Но если добро в фильме Каурисмяки условно-универсально, то его антагонисты — предельно конкретны. Сириец Халед прибывает в сравнительно (с восточными странами Евросоюза, где он был вынужден разлучиться с сестрой) благополучную Финляндию не по своей воле, но спасаясь от немецких ультранационалистов. И точно такие же сторонники "Финляндии для финнов" едва не убивают его на новом месте. В Сирии его город ровняют с землей самолеты конкретной страны — России (тут идет прямое включение теленовостей из Алеппо). В Финляндии ему отказывают в убежище конкретные институции, высылающие на родину в кратчайший период затишья (уже в день назначенной депортации Халеда бомбардировки возобновляются).

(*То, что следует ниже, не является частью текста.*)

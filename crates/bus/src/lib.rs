//! In-process event bus — ordered topics with consumer-group semantics.
//!
//! Records get a monotonic id per topic and are delivered at-least-once per
//! consumer group: a read makes records invisible to other consumers in the
//! same group for a visibility window; unacknowledged records are handed
//! out again after it elapses. Stream length is bounded with oldest-first
//! trimming, so consumers must keep up or lose history.
//!
//! This is the single-process implementation of [`tmi_core::bus::EventBus`].
//! A networked bus (e.g. Redis streams) slots in behind the same trait.

use async_trait::async_trait;
use serde_json::Value;
use std::collections::{HashMap, VecDeque};
use std::sync::Mutex;
use std::time::{Duration, Instant};
use tokio::sync::Notify;
use tracing::{debug, warn};

use tmi_core::bus::{BusRecord, EventBus};
use tmi_core::error::BusError;

/// Bus with bounded per-topic retention.
pub struct InMemoryBus {
    max_len: usize,
    topics: Mutex<HashMap<String, TopicState>>,
    notify: Notify,
}

struct TopicState {
    next_id: u64,
    records: VecDeque<StoredRecord>,
    groups: HashMap<String, GroupState>,
}

struct StoredRecord {
    id: u64,
    record_type: String,
    payload: Value,
    emitted_at_ms: i64,
}

struct GroupState {
    /// Next unread record id for this group.
    cursor: u64,
    /// Delivered-but-unacked records and when they become visible again.
    pending: HashMap<u64, Instant>,
}

impl InMemoryBus {
    pub fn new(max_len: usize) -> Self {
        Self {
            max_len: max_len.max(1),
            topics: Mutex::new(HashMap::new()),
            notify: Notify::new(),
        }
    }
}

impl Default for InMemoryBus {
    fn default() -> Self {
        Self::new(10_000)
    }
}

impl TopicState {
    fn new() -> Self {
        Self {
            next_id: 1,
            records: VecDeque::new(),
            groups: HashMap::new(),
        }
    }

    fn record(&self, id: u64) -> Option<&StoredRecord> {
        // ids are dense and ordered; binary search by offset
        let first = self.records.front()?.id;
        let idx = id.checked_sub(first)? as usize;
        self.records.get(idx)
    }
}

#[async_trait]
impl EventBus for InMemoryBus {
    async fn publish(
        &self,
        topic: &str,
        record_type: &str,
        payload: Value,
    ) -> Result<u64, BusError> {
        let id = {
            let mut topics = self.topics.lock().unwrap_or_else(|e| e.into_inner());
            let state = topics
                .entry(topic.to_string())
                .or_insert_with(TopicState::new);

            let id = state.next_id;
            state.next_id += 1;
            state.records.push_back(StoredRecord {
                id,
                record_type: record_type.to_string(),
                payload,
                emitted_at_ms: chrono::Utc::now().timestamp_millis(),
            });

            // Bounded retention: trim oldest first
            while state.records.len() > self.max_len {
                let dropped = state.records.pop_front();
                if let Some(dropped) = dropped {
                    for (group, gs) in state.groups.iter_mut() {
                        if gs.pending.remove(&dropped.id).is_some() || gs.cursor <= dropped.id {
                            warn!(
                                topic,
                                group,
                                record_id = dropped.id,
                                "Record trimmed before consumption; consumer lost history"
                            );
                        }
                        if gs.cursor <= dropped.id {
                            gs.cursor = dropped.id + 1;
                        }
                    }
                }
            }
            id
        };

        self.notify.notify_waiters();
        Ok(id)
    }

    async fn read(
        &self,
        topic: &str,
        group: &str,
        max: usize,
        visibility: Duration,
    ) -> Result<Vec<BusRecord>, BusError> {
        if max == 0 {
            return Ok(Vec::new());
        }
        let now = Instant::now();
        let mut topics = self.topics.lock().unwrap_or_else(|e| e.into_inner());
        let state = topics
            .entry(topic.to_string())
            .or_insert_with(TopicState::new);

        let oldest = state.records.front().map(|r| r.id).unwrap_or(state.next_id);
        let groups = &mut state.groups;
        let gs = groups
            .entry(group.to_string())
            .or_insert_with(|| GroupState {
                cursor: oldest,
                pending: HashMap::new(),
            });

        let mut out: Vec<u64> = Vec::new();

        // Redeliver expired pending records first, oldest id first
        let mut expired: Vec<u64> = gs
            .pending
            .iter()
            .filter(|(_, deadline)| **deadline <= now)
            .map(|(id, _)| *id)
            .collect();
        expired.sort_unstable();
        for id in expired.into_iter().take(max) {
            gs.pending.insert(id, now + visibility);
            out.push(id);
        }

        // Then fresh records past the cursor
        while out.len() < max {
            let id = gs.cursor;
            if id >= state.next_id {
                break;
            }
            gs.cursor += 1;
            // Skip ids trimmed away before this group read them
            if id < oldest {
                continue;
            }
            gs.pending.insert(id, now + visibility);
            out.push(id);
        }

        let records = out
            .into_iter()
            .filter_map(|id| {
                let r = state.record(id)?;
                Some(BusRecord {
                    id: r.id,
                    record_type: r.record_type.clone(),
                    payload: r.payload.clone(),
                    emitted_at_ms: r.emitted_at_ms,
                })
            })
            .collect();
        Ok(records)
    }

    async fn ack(&self, topic: &str, group: &str, id: u64) -> Result<(), BusError> {
        let mut topics = self.topics.lock().unwrap_or_else(|e| e.into_inner());
        let state = topics
            .get_mut(topic)
            .ok_or_else(|| BusError::UnknownGroup(format!("{topic}/{group}")))?;
        let gs = state
            .groups
            .get_mut(group)
            .ok_or_else(|| BusError::UnknownGroup(format!("{topic}/{group}")))?;
        if gs.pending.remove(&id).is_none() {
            debug!(topic, group, id, "Ack for a record that is not pending");
            return Err(BusError::NotPending(id));
        }
        Ok(())
    }

    async fn wait(&self, _topic: &str, timeout: Duration) {
        let _ = tokio::time::timeout(timeout, self.notify.notified()).await;
    }

    async fn len(&self, topic: &str) -> usize {
        let topics = self.topics.lock().unwrap_or_else(|e| e.into_inner());
        topics.get(topic).map(|t| t.records.len()).unwrap_or(0)
    }
}
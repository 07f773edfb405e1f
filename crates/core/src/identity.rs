//! Identity types — principals, users, groups, and resource roles.
//!
//! A principal is what the gateway hands the rest of the system after token
//! verification: a stable internal UUID plus the provider-issued identity
//! and group set. `(provider, provider_user_id)` is the uniqueness key; two
//! providers asserting the same email are distinct principals.

use chrono::{DateTime, Utc};
use serde::{Deserialize, Serialize};
use uuid::Uuid;

/// Provider tag for cross-provider system groups.
pub const WILDCARD_PROVIDER: &str = "*";

/// Effective role on a resource, ordered by precedence.
#[derive(
    Debug, Clone, Copy, PartialEq, Eq, PartialOrd, Ord, Hash, Serialize, Deserialize, Default,
)]
#[serde(rename_all = "snake_case")]
pub enum Role {
    #[default]
    Reader,
    Writer,
    Owner,
}

impl Role {
    pub fn as_str(&self) -> &'static str {
        match self {
            Role::Reader => "reader",
            Role::Writer => "writer",
            Role::Owner => "owner",
        }
    }

    pub fn parse(s: &str) -> Option<Role> {
        match s {
            "reader" => Some(Role::Reader),
            "writer" => Some(Role::Writer),
            "owner" => Some(Role::Owner),
            _ => None,
        }
    }

    /// Writer-or-better.
    pub fn can_write(&self) -> bool {
        *self >= Role::Writer
    }
}

impl std::fmt::Display for Role {
    fn fmt(&self, f: &mut std::fmt::Formatter<'_>) -> std::fmt::Result {
        f.write_str(self.as_str())
    }
}

/// A `(provider, group_name)` pair. Provider `"*"` denotes a cross-provider
/// system group.
#[derive(Debug, Clone, PartialEq, Eq, Hash, Serialize, Deserialize)]
pub struct GroupRef {
    pub provider: String,
    pub name: String,
}

impl GroupRef {
    pub fn new(provider: impl Into<String>, name: impl Into<String>) -> Self {
        Self {
            provider: provider.into(),
            name: name.into(),
        }
    }

    /// Whether a grant issued under `grant_provider` matches this membership.
    pub fn matches_provider(&self, grant_provider: &str) -> bool {
        self.provider == grant_provider
            || self.provider == WILDCARD_PROVIDER
            || grant_provider == WILDCARD_PROVIDER
    }
}

/// A verified principal: the identity attached to every request.
#[derive(Debug, Clone, Serialize, Deserialize)]
pub struct Principal {
    pub internal_uuid: Uuid,
    pub provider: String,
    pub provider_user_id: String,
    pub email: String,
    pub display_name: String,
    /// Group memberships asserted by the identity provider, plus any
    /// system groups resolved from the store.
    #[serde(default)]
    pub groups: Vec<GroupRef>,
}

impl Principal {
    /// Whether the principal is a member of `name` under `provider`
    /// (honoring the `"*"` wildcard on either side).
    pub fn in_group(&self, provider: &str, name: &str) -> bool {
        self.groups
            .iter()
            .any(|g| g.name == name && g.matches_provider(provider))
    }
}

/// A persisted user row. Created on first successful authentication.
#[derive(Debug, Clone, Serialize, Deserialize)]
pub struct User {
    pub internal_uuid: Uuid,
    pub provider: String,
    pub provider_user_id: String,
    pub email: String,
    pub display_name: String,
    pub created_at: DateTime<Utc>,
    pub last_login: DateTime<Utc>,
}

impl User {
    /// Construct a fresh user for a first-time authentication.
    pub fn bootstrap(
        provider: impl Into<String>,
        provider_user_id: impl Into<String>,
        email: impl Into<String>,
        display_name: impl Into<String>,
    ) -> Self {
        let now = Utc::now();
        Self {
            internal_uuid: Uuid::new_v4(),
            provider: provider.into(),
            provider_user_id: provider_user_id.into(),
            email: email.into(),
            display_name: display_name.into(),
            created_at: now,
            last_login: now,
        }
    }

    pub fn principal(&self, groups: Vec<GroupRef>) -> Principal {
        Principal {
            internal_uuid: self.internal_uuid,
            provider: self.provider.clone(),
            provider_user_id: self.provider_user_id.clone(),
            email: self.email.clone(),
            display_name: self.display_name.clone(),
            groups,
        }
    }
}

#[cfg(test)]
mod tests {
    use super::*;

    #[test]
    fn role_precedence() {
        assert!(Role::Owner > Role::Writer);
        assert!(Role::Writer > Role::Reader);
        assert!(Role::Owner.can_write());
        assert!(Role::Writer.can_write());
        assert!(!Role::Reader.can_write());
    }

    #[test]
    fn role_parse_roundtrip() {
        for r in [Role::Reader, Role::Writer, Role::Owner] {
            assert_eq!(Role::parse(r.as_str()), Some(r));
        }
        assert_eq!(Role::parse("admin"), None);
    }

    #[test]
    fn wildcard_group_matches_any_provider() {
        let p = Principal {
            internal_uuid: Uuid::new_v4(),
            provider: "github".into(),
            provider_user_id: "u1".into(),
            email: "a@example.test".into(),
            display_name: "A".into(),
            groups: vec![GroupRef::new(WILDCARD_PROVIDER, "auditors")],
        };
        assert!(p.in_group("github", "auditors"));
        assert!(p.in_group("google", "auditors"));
        assert!(!p.in_group("github", "other"));
    }

    #[test]
    fn provider_scoped_group_does_not_cross() {
        let p = Principal {
            internal_uuid: Uuid::new_v4(),
            provider: "github".into(),
            provider_user_id: "u1".into(),
            email: "a@example.test".into(),
            display_name: "A".into(),
            groups: vec![GroupRef::new("github", "eng")],
        };
        assert!(p.in_group("github", "eng"));
        assert!(!p.in_group("google", "eng"));
    }

    #[test]
    fn bootstrap_sets_identity_key() {
        let u = User::bootstrap("github", "gh-42", "a@example.test", "A");
        assert_eq!(u.provider, "github");
        assert_eq!(u.provider_user_id, "gh-42");
        assert_eq!(u.created_at, u.last_login);
    }
}
//! `tmi doctor` — diagnose configuration and storage health.

use std::time::Duration;

use tmi_config::AppConfig;
use tmi_store::SqliteStore;
use tmi_store::sqlite::PoolOptions;

pub async fn run() -> anyhow::Result<()> {
    println!("TMI Doctor — System Diagnostics");
    println!("===============================\n");

    let mut issues = 0;

    // Check config
    let config = match AppConfig::load() {
        Ok(config) => {
            println!("  ✅ Configuration valid");
            Some(config)
        }
        Err(e) => {
            println!("  ❌ Configuration invalid: {e}");
            issues += 1;
            None
        }
    };

    if let Some(config) = &config {
        // Check database reachability
        match SqliteStore::new(
            &config.database.url,
            PoolOptions {
                max_connections: 1,
                min_connections: 1,
                max_lifetime: Duration::from_secs(60),
            },
        )
        .await
        {
            Ok(_) => println!("  ✅ Database reachable at {}", config.database.url),
            Err(e) => {
                println!("  ❌ Database unreachable: {e}");
                issues += 1;
            }
        }

        // Check secrets configuration
        if config.secrets.encryption_key.is_some() {
            println!("  ✅ Secret encryption key configured");
        } else {
            println!("  ⚠️  No encryption key — webhook secrets will be stored in plaintext");
            issues += 1;
        }

        // Check identity source
        if config.auth.static_principals.is_empty() {
            println!("  ⚠️  No principals configured — all requests will be rejected");
            issues += 1;
        } else {
            println!(
                "  ✅ {} principal(s) configured",
                config.auth.static_principals.len()
            );
        }
    }

    println!();
    if issues == 0 {
        println!("  All checks passed.");
    } else {
        println!("  {issues} issue(s) found. See above for details.");
    }
    Ok(())
}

Четкость разделения этого мира на зловредное, мертвенно официозное, и живое, немного преступное, достигается и всей поэтикой фильма, снятого постоянным оператором Каурисмяки Тимо Салминеном. Сверхконтрастное освещение — как в нуаре, сардонические физиономии, обилие ретродеталей, давно вышедших не то что из моды, но даже из употребления предметов. Каждый раз Каурисмяки говорит нам, что списанные вещи, как и списанные со счетов люди,— естественный заповедник человечности в постгуманистическом мире скорости и рациональности. И, как всегда, отдельным неисчерпаемым источником шуток становится у Каурисмяки погоня за экономической эффективностью. Купив на выигранные в покер деньги упадочный ресторанчик, Вольдемар начинает экспериментировать с маркетинговыми стратегиями — и тут нам показывают, как может быть смешон оригинальничающий ресторатор.
Но перенесенная в масштабы государства та же логика самоуверенного и некомпетентного стремления к рациональности уже не вызывает улыбки. Иммиграционные власти здесь существуют по той же логике мелкого бизнесмена, но распоряжаются они не рубашками и ящиками пива, а живыми людьми. И последствия этих распоряжений — лишающих героя последней надежды — приходится исправлять уже всему гражданскому обществу фильма, из рук в руки передающего гордого Халеда. Иногда кажется, что мы смотрим фильм о членах Сопротивления, прячущих в своих домах евреев,— все та же параллель с европейскими событиями 70-летней давности, которая внятно читалась и в "Гавре", где Каурисмяки прямо ссылался на "Набережную туманов" Карне. Тихое указание на то, что и, сбросив форму, история Европы по-прежнему то и дело сбивается на строевой шаг.